━━━━━ Records provided

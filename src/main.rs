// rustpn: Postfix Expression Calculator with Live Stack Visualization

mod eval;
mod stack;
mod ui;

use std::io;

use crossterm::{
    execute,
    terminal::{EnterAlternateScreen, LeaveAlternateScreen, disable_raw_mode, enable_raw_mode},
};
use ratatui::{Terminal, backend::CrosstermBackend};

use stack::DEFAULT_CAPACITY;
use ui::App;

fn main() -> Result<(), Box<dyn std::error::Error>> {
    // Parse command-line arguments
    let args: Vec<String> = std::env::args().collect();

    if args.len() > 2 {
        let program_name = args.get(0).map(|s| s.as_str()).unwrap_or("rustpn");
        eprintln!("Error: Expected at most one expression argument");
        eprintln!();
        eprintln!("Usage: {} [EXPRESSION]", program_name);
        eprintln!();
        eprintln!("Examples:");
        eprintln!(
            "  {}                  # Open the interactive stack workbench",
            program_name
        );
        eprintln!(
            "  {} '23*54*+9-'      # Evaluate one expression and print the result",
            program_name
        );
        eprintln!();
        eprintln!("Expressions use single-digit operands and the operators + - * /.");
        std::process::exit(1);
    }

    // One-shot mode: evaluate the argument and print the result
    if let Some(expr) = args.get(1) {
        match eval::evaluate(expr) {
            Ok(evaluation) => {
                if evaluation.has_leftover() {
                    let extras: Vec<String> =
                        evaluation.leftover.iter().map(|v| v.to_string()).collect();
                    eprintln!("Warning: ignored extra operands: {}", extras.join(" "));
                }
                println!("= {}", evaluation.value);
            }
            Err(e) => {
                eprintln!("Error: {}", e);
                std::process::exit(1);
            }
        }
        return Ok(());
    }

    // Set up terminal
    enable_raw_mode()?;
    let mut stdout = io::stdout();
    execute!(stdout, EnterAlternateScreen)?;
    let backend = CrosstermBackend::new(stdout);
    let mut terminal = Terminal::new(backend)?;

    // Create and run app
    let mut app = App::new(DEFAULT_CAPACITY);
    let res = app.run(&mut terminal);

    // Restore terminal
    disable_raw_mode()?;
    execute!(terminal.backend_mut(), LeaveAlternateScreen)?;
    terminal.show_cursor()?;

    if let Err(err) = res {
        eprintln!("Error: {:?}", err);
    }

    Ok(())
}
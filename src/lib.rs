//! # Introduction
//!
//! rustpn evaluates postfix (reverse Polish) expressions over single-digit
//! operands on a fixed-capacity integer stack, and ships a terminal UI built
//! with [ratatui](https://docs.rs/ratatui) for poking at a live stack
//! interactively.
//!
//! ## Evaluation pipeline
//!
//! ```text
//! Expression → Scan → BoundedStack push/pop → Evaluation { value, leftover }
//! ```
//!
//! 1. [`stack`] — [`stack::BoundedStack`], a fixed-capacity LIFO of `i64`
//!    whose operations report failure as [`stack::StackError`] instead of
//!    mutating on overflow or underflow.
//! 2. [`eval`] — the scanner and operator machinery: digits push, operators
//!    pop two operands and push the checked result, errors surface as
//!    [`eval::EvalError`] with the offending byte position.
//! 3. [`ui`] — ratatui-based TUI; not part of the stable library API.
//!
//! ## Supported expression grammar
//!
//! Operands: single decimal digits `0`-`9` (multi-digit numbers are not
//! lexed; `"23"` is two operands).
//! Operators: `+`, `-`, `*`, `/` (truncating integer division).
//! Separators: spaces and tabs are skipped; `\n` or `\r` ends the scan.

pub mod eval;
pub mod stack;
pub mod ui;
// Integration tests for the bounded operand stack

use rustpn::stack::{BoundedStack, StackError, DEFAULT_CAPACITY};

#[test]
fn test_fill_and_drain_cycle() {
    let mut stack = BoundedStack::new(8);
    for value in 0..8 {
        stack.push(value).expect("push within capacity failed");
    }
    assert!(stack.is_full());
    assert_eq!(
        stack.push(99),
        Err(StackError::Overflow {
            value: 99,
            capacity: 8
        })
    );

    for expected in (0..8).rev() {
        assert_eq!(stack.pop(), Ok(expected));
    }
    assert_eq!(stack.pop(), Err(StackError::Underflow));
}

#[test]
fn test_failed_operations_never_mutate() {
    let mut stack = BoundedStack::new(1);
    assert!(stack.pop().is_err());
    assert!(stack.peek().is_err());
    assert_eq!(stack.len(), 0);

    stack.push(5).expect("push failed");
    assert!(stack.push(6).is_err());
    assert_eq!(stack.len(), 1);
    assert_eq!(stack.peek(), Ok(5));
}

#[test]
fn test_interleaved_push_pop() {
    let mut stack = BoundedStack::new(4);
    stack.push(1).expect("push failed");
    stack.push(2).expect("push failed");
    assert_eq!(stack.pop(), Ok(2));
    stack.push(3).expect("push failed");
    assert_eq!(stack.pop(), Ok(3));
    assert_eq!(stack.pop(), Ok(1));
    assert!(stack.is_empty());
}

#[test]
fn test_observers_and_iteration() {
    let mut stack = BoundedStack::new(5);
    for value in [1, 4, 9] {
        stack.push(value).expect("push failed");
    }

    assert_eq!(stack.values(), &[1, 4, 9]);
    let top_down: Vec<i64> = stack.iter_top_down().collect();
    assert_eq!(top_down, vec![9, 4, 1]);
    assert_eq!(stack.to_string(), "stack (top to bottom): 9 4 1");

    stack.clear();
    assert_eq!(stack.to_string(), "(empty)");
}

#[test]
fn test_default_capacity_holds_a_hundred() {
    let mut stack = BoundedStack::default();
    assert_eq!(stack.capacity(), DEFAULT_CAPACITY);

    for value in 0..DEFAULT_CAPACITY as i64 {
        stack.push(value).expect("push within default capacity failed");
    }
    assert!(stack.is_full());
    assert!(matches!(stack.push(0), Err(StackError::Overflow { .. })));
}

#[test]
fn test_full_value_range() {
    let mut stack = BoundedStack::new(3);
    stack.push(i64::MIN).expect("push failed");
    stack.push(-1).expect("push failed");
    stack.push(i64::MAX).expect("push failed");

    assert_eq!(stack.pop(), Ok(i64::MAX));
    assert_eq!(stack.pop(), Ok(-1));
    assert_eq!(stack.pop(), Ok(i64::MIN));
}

━━━━━━━━━━

**Work instructions**
What you return should be the lines from the start of the data through the line with "let program_name = args.get(0).map(|s|", quoted exactly and nothing more.

**Answer area**
filename src/main.rs
// rustpn: Postfix Expression Calculator with Live Stack Visualization

mod eval;
mod stack;
mod ui;

use std::io;

use crossterm::{
    execute,
    terminal::{EnterAlternateScreen, LeaveAlternateScreen, disable_raw_mode, enable_raw_mode},
};
use ratatui::{Terminal, backend::CrosstermBackend};

use stack::DEFAULT_CAPACITY;
use ui::App;

fn main() -> Result<(), Box<dyn std::error::Error>> {
    // Parse command-line arguments
    let args: Vec<String> = std::env::args().collect();

    if args.len() > 2 {
        let program_name = args.get(0).map(|s| s.as_str()).unwrap_or("rustpn");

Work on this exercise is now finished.